What are the downsides to using tea tree oil, if any, and tips for safe storage?
Is tea tree oil toxic? This is the topic of my video, Is tea tree oil safe?. Anecdotal evidence…and suggest that topical use of the oil is relatively safe, and that adverse events are minor, self-limited, and occasional.” However, the published data add some caveats: “It can be toxic if taken in higher doses and can also cause skin irritation at higher concentrations.”
Usually tea tree oil decrease Dermatitis. The researchers injected histamine into the skin of 27 volunteers, the equivalent of being bitten by a fire ant. The use of tea tree oil reduced the swelling and accompanying discoloration – the large, red swollen mark. As you can see in the chart below and at 0:45 in my country videoSwelling and discoloration continuous It gets worse after using a placebo oil, before it finally starts to calm down in about 40 minutes. If you apply half a drop of pure tea tree oil in 20 minutes, it stops inflammation in its tracks and immediately begins to improve.
some people be However, it is sensitive to tea tree oil, and it can lead to a rash, as you can see below and at 1:07 video. this is he is Relatively rare, however, with only about 1 percent of older children or adults having such a reaction. None of the 40 younger children tested had a reaction, which is a good thing, because tea tree oil may. have found In about 5 percent of wipes and diaper lotions.
When they occur, “most reactions are it causes by using pure oil,” so there are recommendations to keep the concentration of tea tree oil products applied to the skin below 1 percent. Furthermore, manufacturers have been advised to consider the use of specific antioxidants and/or packs [such as dark bottles] To reduce exposure to light, “as older oxidizing oils are more likely to cause allergic reactions. Hundreds of different ingredients have been identified in tea tree oil, but the composition changes when the oil is exposed to air, light, moisture, and high temperatures.” With age, the oil acquires a greenish-brown color. , and the viscosity changes, and the smell becomes turpentine-like.” These are all bad signs.
Even ‘fresh’ tea tree oil doesn’t have to be. Swallow, anyway. Two hours before arriving in the pediatric intensive care unit, his “four-year-old mother gave him approximately two teaspoons of 100% pure tea tree oil,” and within 30 minutes, he had trouble walking and soon afterwards fell into a coma. It was noted that the tea tree oil was in a “no baby cap” bottle, but it didn’t matter in this case because the cap wasn’t mother-resistant either.

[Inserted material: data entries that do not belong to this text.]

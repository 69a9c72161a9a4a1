mod common;

use common::{compress_inputs, decompress_all, open_archive};
use log_archive::{
    ArchiveWriter, CompressionType, Config, Error, FileCompressor, MemoryReader,
    MockGlobalMetadataDb, ReaderConfig,
};
use rand::{rngs::StdRng, Rng, SeedableRng};
use std::sync::Arc;
use test_log::test;

const INPUT: &str = "\
2024-03-01 08:15:00 INFO user=alice id=42 latency=3.25ms
2024-03-01 08:15:01 WARN path C:\\temp\\x with \\ and \u{11}\u{12}\u{13} bytes
2024-03-01 08:15:02 ERROR value -0.5 and 007 and -0 and 9223372036854775808
Caused by: java.io.IOException at Foo.bar(Foo.java:12)
\tat Baz.qux(Baz.java:1)
2024-03-01 08:15:03 DEBUG 0x1f 1e10 1.2.3.4 v2.0 key=value123 tabs\there
2024-03-01 08:15:04 TRACE unicode: grüße 日本 42€
2024-03-01 08:15:05 trailing spaces   \n";

fn round_trip(compression: CompressionType, input: &str) -> log_archive::Result<()> {
    let folder = tempfile::tempdir()?;
    let global_db = MockGlobalMetadataDb::default();

    let archive = compress_inputs(
        Config::new(folder.path()).compression(compression),
        &global_db,
        &[("input.log", input)],
    )?;

    let mut reader = open_archive(folder.path(), archive.id, &ReaderConfig::default())?;
    let files = decompress_all(&mut reader)?;

    assert_eq!(vec![("input.log".to_string(), input.to_string())], files);

    Ok(())
}

#[test]
fn round_trip_none() -> log_archive::Result<()> {
    round_trip(CompressionType::None, INPUT)
}

#[test]
#[cfg(feature = "lz4")]
fn round_trip_lz4() -> log_archive::Result<()> {
    round_trip(CompressionType::Lz4, INPUT)
}

#[test]
#[cfg(feature = "zstd")]
fn round_trip_zstd() -> log_archive::Result<()> {
    round_trip(CompressionType::Zstd(3), INPUT)
}

#[test]
fn round_trip_without_timestamps() -> log_archive::Result<()> {
    round_trip(
        CompressionType::None,
        "no timestamp here 1\nanother line 2.5\n\n\nlast line without newline",
    )
}

#[test]
fn round_trip_random() -> log_archive::Result<()> {
    let mut rng = StdRng::seed_from_u64(0xC0FFEE);
    let words = ["GET", "/api/v1", "status=", "ok", "id", "-", "=", ".", "x9", "\\", "\u{12}"];

    let mut input = String::new();
    for _ in 0..500 {
        input.push_str("2024-01-01 00:00:00 ");

        for _ in 0..rng.gen_range(1..8) {
            match rng.gen_range(0..4) {
                0 => input.push_str(&rng.gen::<i64>().to_string()),
                1 => input.push_str(&format!("{:.3}", rng.gen_range(-1_000.0..1_000.0))),
                2 => input.push_str(&format!("{:x}", rng.gen::<u32>())),
                _ => input.push_str(words[rng.gen_range(0..words.len())]),
            }
            input.push(' ');
        }

        input.push('\n');
    }

    round_trip(CompressionType::None, &input)
}

#[test]
fn round_trip_rejects_invalid_utf8() -> log_archive::Result<()> {
    let folder = tempfile::tempdir()?;
    let global_db = MockGlobalMetadataDb::default();

    let writer = ArchiveWriter::open(Config::new(folder.path()), Arc::new(global_db))?;
    let mut compressor = FileCompressor::new(writer);

    let input = b"2024-01-01 00:00:00 fine 1\n2024-01-01 00:00:01 bad \xFF\xFE 2\n".to_vec();
    assert!(matches!(
        compressor.compress_reader("bad.log", 0, MemoryReader::new(input)),
        Err(Error::NotUtf8(27))
    ));

    // The compressor is still usable, and the rejected input left nothing behind
    compressor.compress_reader("good.log", 0, MemoryReader::new(b"good 1\n".to_vec()))?;
    let archive = compressor.close()?;

    let mut reader = open_archive(folder.path(), archive.id, &ReaderConfig::default())?;
    assert_eq!(
        vec![("good.log".to_string(), "good 1\n".to_string())],
        decompress_all(&mut reader)?
    );
    assert_eq!(7, archive.uncompressed_size);

    Ok(())
}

Similar cases were mentioned in less than two teaspoons, although reported cases of poisoning in adults tend to be involve larger doses. Fortunately, there have been no human deaths from tea tree oil mentionedalthough it was involved In pet deaths when used inappropriately, such as trying to treat fleas. Cats in particular be They are in danger because of their habit of licking their fur.”
In humans, it appears that tea tree oil can be so used Safely “by avoiding ingestion, applying only diluted oil topically and using oil that has been properly stored.”
What about reports of gynecomastia (abnormal breast growth) among young boys exposed to tea tree oil? This is the topic of my video Does tea tree oil have hormonal side effects?.